Required action — Search the entries for the word "targets". Copy every line that holds it.

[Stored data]
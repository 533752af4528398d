//! One round of party-versus-roster combat.
//!
//! A round is a hero turn (one or two living heroes act) followed by an
//! enemy turn (one or two living enemies may strike), then a check for wipe
//! or victory. Phase changes are left to the caller.

use super::types::CombatState;
use crate::character::{Hero, Skill, SkillKind};
use crate::core::constants::*;
use crate::core::game_state::{ActionIntent, Annotations, EntityId};
use rand::seq::SliceRandom;
use rand::Rng;

#[derive(Debug, Clone, Copy, PartialEq, Eq)]
pub enum RoundOutcome {
    /// Every hero is down.
    PartyWiped,
    /// Every enemy is down.
    Victory { boss: bool },
    Continue,
}

/// What happened during a round, for sound selection and logging.
#[derive(Debug, Clone, PartialEq)]
pub struct RoundReport {
    pub outcome: RoundOutcome,
    pub skill_cast: bool,
    pub healed: bool,
    pub hero_attacked: bool,
    pub hero_hit: bool,
    /// Narrative line for the last hero action
    pub narrative: Option<String>,
    /// Finisher casts worth surfacing in the game log
    pub highlights: Vec<String>,
}

impl RoundReport {
    fn new() -> Self {
        Self {
            outcome: RoundOutcome::Continue,
            skill_cast: false,
            healed: false,
            hero_attacked: false,
            hero_hit: false,
            narrative: None,
            highlights: Vec::new(),
        }
    }
}

/// Damage from a skill: `max(1, floor(atk * power - def * 0.1))`.
pub fn skill_damage(atk: f64, power: f64, target_def: f64) -> f64 {
    (atk * power - target_def * SKILL_DEF_FACTOR).floor().max(1.0)
}

/// Damage from a basic attack, `roll` in [0, 1):
/// `max(1, floor(atk * (0.8 + roll * 0.4) - def * 0.2))`.
pub fn basic_damage(atk: f64, roll: f64, target_def: f64) -> f64 {
    (atk * (BASIC_ROLL_MIN + roll * BASIC_ROLL_SPREAD) - target_def * BASIC_DEF_FACTOR)
        .floor()
        .max(1.0)
}

/// Picks 1..=2 distinct indices from `living`, returned in ascending order.
fn pick_actors(living: &[usize], rng: &mut impl Rng) -> Vec<usize> {
    if living.is_empty() {
        return Vec::new();
    }
    let wanted = rng.gen_range(1..=MAX_ACTORS_PER_SIDE).min(living.len());
    let mut chosen: Vec<usize> = living.choose_multiple(rng, wanted).copied().collect();
    chosen.sort_unstable();
    chosen
}

/// Resolves one round in place.
pub fn resolve_combat_round(
    party: &mut [Hero],
    combat: &mut CombatState,
    annotations: &mut Annotations,
    rng: &mut impl Rng,
) -> RoundReport {
    let mut report = RoundReport::new();

    let living_heroes: Vec<usize> = living_indices(party);
    for idx in pick_actors(&living_heroes, rng) {
        hero_action(&mut party[idx], combat, annotations, &mut report, rng);
    }

    enemy_turn(party, combat, annotations, &mut report, rng);

    report.outcome = if party.iter().all(|h| !h.is_alive()) {
        RoundOutcome::PartyWiped
    } else if combat.all_defeated() {
        RoundOutcome::Victory {
            boss: combat.has_boss(),
        }
    } else {
        RoundOutcome::Continue
    };

    tracing::trace!(round = combat.round, outcome = ?report.outcome, "combat round resolved");
    report
}

fn living_indices(party: &[Hero]) -> Vec<usize> {
    party
        .iter()
        .enumerate()
        .filter(|(_, h)| h.is_alive())
        .map(|(i, _)| i)
        .collect()
}

fn hero_action(
    hero: &mut Hero,
    combat: &mut CombatState,
    annotations: &mut Annotations,
    report: &mut RoundReport,
    rng: &mut impl Rng,
) {
    let living = combat.living_enemy_indices();
    if living.is_empty() {
        return;
    }

    if rng.gen::<f64>() < SKILL_ATTEMPT_CHANCE {
        if let Some(skill) = hero.skills.choose(rng).cloned() {
            if hero.stats.mp >= skill.cost {
                cast_skill(hero, &skill, &living, combat, annotations, report, rng);
                return;
            }
        }
    }

    let Some(&target_idx) = living.choose(rng) else {
        return;
    };
    let target = &mut combat.enemies[target_idx];
    let dmg = basic_damage(hero.stats.atk, rng.gen::<f64>(), target.stats.def);
    target.stats.take_damage(dmg);

    annotations.record_hit(EntityId::Enemy(target.id), dmg as u32);
    annotations.set_action(EntityId::Hero(hero.id), ActionIntent::Attack);
    report.hero_attacked = true;
    report.narrative = Some(format!("{} attacks {} for {} damage!", hero.name, target.name, dmg));
}

fn cast_skill(
    hero: &mut Hero,
    skill: &Skill,
    living: &[usize],
    combat: &mut CombatState,
    annotations: &mut Annotations,
    report: &mut RoundReport,
    rng: &mut impl Rng,
) {
    hero.stats.mp = (hero.stats.mp - skill.cost).max(0.0);
    let hero_id = EntityId::Hero(hero.id);

    match skill.kind {
        SkillKind::Heal => {
            let amount = (hero.stats.atk * skill.power).floor();
            hero.stats.heal(amount);
            annotations.set_skill(hero_id, ActionIntent::Heal, skill.name);
            report.healed = true;
            report.narrative = Some(format!(
                "{} casts {} and recovers {} HP!",
                hero.name, skill.name, amount
            ));
        }
        SkillKind::Damage | SkillKind::Aoe => {
            let targets: Vec<usize> = if skill.kind == SkillKind::Aoe {
                living.to_vec()
            } else {
                living.choose(rng).copied().into_iter().collect()
            };
            for idx in targets {
                let enemy = &mut combat.enemies[idx];
                let dmg = skill_damage(hero.stats.atk, skill.power, enemy.stats.def);
                enemy.stats.take_damage(dmg);
                annotations.record_hit(EntityId::Enemy(enemy.id), dmg as u32);
            }
            annotations.set_skill(hero_id, ActionIntent::Skill, skill.name);
            report.skill_cast = true;
            let verb = if skill.kind == SkillKind::Aoe {
                "sweeps the field"
            } else {
                "lands a heavy blow"
            };
            report.narrative = Some(format!("{} uses {} and {}!", hero.name, skill.name, verb));
        }
    }

    if is_finisher(hero, skill) {
        report
            .highlights
            .push(format!("{} unleashes {}!", hero.name, skill.name));
    }
}

/// A kit's finisher is its most expensive skill.
fn is_finisher(hero: &Hero, skill: &Skill) -> bool {
    let top = hero.skills.iter().map(|s| s.cost).fold(0.0, f64::max);
    skill.cost > 0.0 && skill.cost >= top
}

fn enemy_turn(
    party: &mut [Hero],
    combat: &mut CombatState,
    annotations: &mut Annotations,
    report: &mut RoundReport,
    rng: &mut impl Rng,
) {
    let living_enemies = combat.living_enemy_indices();
    for idx in pick_actors(&living_enemies, rng) {
        if rng.gen::<f64>() >= ENEMY_ATTACK_CHANCE {
            continue;
        }
        let living_heroes = living_indices(party);
        let Some(&hero_idx) = living_heroes.choose(rng) else {
            return;
        };

        let enemy = &combat.enemies[idx];
        let hero = &mut party[hero_idx];
        let dmg = basic_damage(enemy.stats.atk, rng.gen::<f64>(), hero.stats.def);
        hero.stats.take_damage(dmg);

        annotations.set_action(EntityId::Enemy(enemy.id), ActionIntent::Attack);
        annotations.record_hit(EntityId::Hero(hero.id), dmg as u32);
        report.hero_hit = true;
    }
}

#[cfg(test)]
mod tests {
    use super::*;
    use crate::character::{create_hero, default_party, HeroClass, Stats};
    use crate::combat::types::{Enemy, EnemyKind};
    use rand::rngs::mock::StepRng;
    use rand::SeedableRng;
    use rand_chacha::ChaCha8Rng;
    use uuid::Uuid;

    fn enemy(id: u128, hp: f64, atk: f64, def: f64, is_boss: bool) -> Enemy {
        Enemy {
            id: Uuid::from_u128(id),
            name: "Test Foe".to_string(),
            is_boss,
            kind: EnemyKind::Beast,
            stats: Stats::new(hp, 0.0, atk, def, 5.0),
            reward_score: 0.0,
            hue_shift: 0,
        }
    }

    fn fight_to_end(party: &mut [Hero], combat: &mut CombatState, rng: &mut impl Rng) -> RoundOutcome {
        for _ in 0..100 {
            let mut notes = Annotations::default();
            let report = resolve_combat_round(party, combat, &mut notes, rng);
            if report.outcome != RoundOutcome::Continue {
                return report.outcome;
            }
        }
        RoundOutcome::Continue
    }

    #[test]
    fn test_damage_formulas() {
        assert_eq!(skill_damage(35.0, 1.6, 3.9), 55.0);
        assert_eq!(skill_damage(1.0, 0.1, 100.0), 1.0);
        assert_eq!(basic_damage(30.0, 0.0, 5.0), 23.0);
        assert_eq!(basic_damage(30.0, 0.999, 0.0), 35.0);
        assert_eq!(basic_damage(1.0, 0.5, 50.0), 1.0);
    }

    #[test]
    fn test_degenerate_rng_hero_casts_first_skill() {
        // Zero rolls: skill attempt succeeds, first skill, first target
        let mut party = vec![create_hero(1, HeroClass::Elementalist)];
        let mut combat = CombatState::new(vec![enemy(1, 1000.0, 10.0, 10.0, false)]);
        let mut notes = Annotations::default();
        let report =
            resolve_combat_round(&mut party, &mut combat, &mut notes, &mut StepRng::new(0, 0));

        assert!(report.skill_cast);
        assert_eq!(party[0].stats.mp, 180.0); // Fireball costs 20
        assert_eq!(combat.enemies[0].stats.hp, 945.0); // floor(56 - 1)
        assert_eq!(
            notes.get(EntityId::Hero(1)).and_then(|n| n.skill_name),
            Some("Fireball")
        );
        // The enemy struck back for floor(8 - 1)
        assert!(report.hero_hit);
        assert_eq!(party[0].stats.hp, 93.0);
        assert_eq!(report.outcome, RoundOutcome::Continue);
        assert!(report.highlights.is_empty());
    }

    #[test]
    fn test_finisher_is_most_expensive_skill() {
        let priest = create_hero(1, HeroClass::Priest);
        assert_eq!(priest.skills[1].name, "Prayer of Healing");
        assert!(is_finisher(&priest, &priest.skills[1]));
        assert!(!is_finisher(&priest, &priest.skills[2]));

        for class in HeroClass::ALL {
            let hero = create_hero(1, class);
            let finishers = hero.skills.iter().filter(|s| is_finisher(&hero, s)).count();
            assert_eq!(finishers, 1, "{:?}", class);
        }
    }

    #[test]
    fn test_unaffordable_skill_falls_back_to_basic_attack() {
        let mut party = vec![create_hero(1, HeroClass::Priest)];
        party[0].stats.mp = 0.0;
        let mut combat = CombatState::new(vec![enemy(1, 1000.0, 1.0, 0.0, false)]);
        let mut notes = Annotations::default();
        let report =
            resolve_combat_round(&mut party, &mut combat, &mut notes, &mut StepRng::new(0, 0));
        assert!(!report.skill_cast);
        assert!(report.hero_attacked);
        assert_eq!(combat.enemies[0].stats.hp, 992.0); // floor(10 * 0.8)
    }

    #[test]
    fn test_victory_detected() {
        let mut party = default_party();
        let mut combat = CombatState::new(vec![enemy(1, 1.0, 1.0, 0.0, false)]);
        let mut rng = ChaCha8Rng::seed_from_u64(51);
        let outcome = fight_to_end(&mut party, &mut combat, &mut rng);
        assert_eq!(outcome, RoundOutcome::Victory { boss: false });
        assert!(combat.all_defeated());
        assert_eq!(combat.enemies.len(), 1, "defeated enemies stay in roster");
    }

    #[test]
    fn test_boss_victory_flagged() {
        let mut party = default_party();
        let mut combat = CombatState::new(vec![enemy(1, 1.0, 1.0, 0.0, true)]);
        let mut rng = ChaCha8Rng::seed_from_u64(52);
        let outcome = fight_to_end(&mut party, &mut combat, &mut rng);
        assert_eq!(outcome, RoundOutcome::Victory { boss: true });
    }

    #[test]
    fn test_wipe_detected() {
        let mut party = vec![create_hero(1, HeroClass::Priest)];
        party[0].stats.hp = 1.0;
        party[0].stats.mp = 0.0;
        let mut combat = CombatState::new(vec![enemy(1, 1.0e9, 1.0e6, 1.0e6, false)]);
        let mut notes = Annotations::default();
        let report =
            resolve_combat_round(&mut party, &mut combat, &mut notes, &mut StepRng::new(0, 0));
        assert_eq!(report.outcome, RoundOutcome::PartyWiped);
        assert_eq!(party[0].stats.hp, 0.0);
    }

    #[test]
    fn test_at_most_two_heroes_act() {
        let mut rng = ChaCha8Rng::seed_from_u64(53);
        for _ in 0..100 {
            let mut party = default_party();
            let mut combat = CombatState::new(vec![enemy(1, 1.0e9, 0.0, 0.0, false)]);
            let mut notes = Annotations::default();
            resolve_combat_round(&mut party, &mut combat, &mut notes, &mut rng);
            let actors = party
                .iter()
                .filter_map(|h| notes.get(EntityId::Hero(h.id)))
                .filter(|n| {
                    matches!(
                        n.action,
                        Some(ActionIntent::Attack | ActionIntent::Skill | ActionIntent::Heal)
                    )
                })
                .count();
            assert!(actors <= 2, "{} heroes acted", actors);
        }
    }

    #[test]
    fn test_dead_heroes_never_act_or_get_targeted() {
        let mut rng = ChaCha8Rng::seed_from_u64(54);
        for _ in 0..100 {
            let mut party = default_party();
            for hero in party.iter_mut().skip(1) {
                hero.stats.hp = 0.0;
            }
            let mut combat = CombatState::new(vec![enemy(1, 1.0e9, 5.0, 0.0, false)]);
            let mut notes = Annotations::default();
            resolve_combat_round(&mut party, &mut combat, &mut notes, &mut rng);
            for hero in party.iter().skip(1) {
                assert!(notes.get(EntityId::Hero(hero.id)).is_none());
                assert_eq!(hero.stats.hp, 0.0);
            }
        }
    }

    #[test]
    fn test_stats_stay_in_bounds() {
        let mut rng = ChaCha8Rng::seed_from_u64(55);
        let mut party = default_party();
        let mut combat = CombatState::new(vec![
            enemy(1, 5000.0, 60.0, 10.0, false),
            enemy(2, 5000.0, 60.0, 10.0, false),
        ]);
        for _ in 0..200 {
            let mut notes = Annotations::default();
            let report = resolve_combat_round(&mut party, &mut combat, &mut notes, &mut rng);
            for h in &party {
                assert!(h.stats.within_bounds(), "{:?}", h.stats);
            }
            for e in &combat.enemies {
                assert!(e.stats.within_bounds(), "{:?}", e.stats);
            }
            if report.outcome != RoundOutcome::Continue {
                break;
            }
        }
    }
}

Your solution —
            let targets: Vec<usize> = if skill.kind == SkillKind::Aoe {
            for idx in targets {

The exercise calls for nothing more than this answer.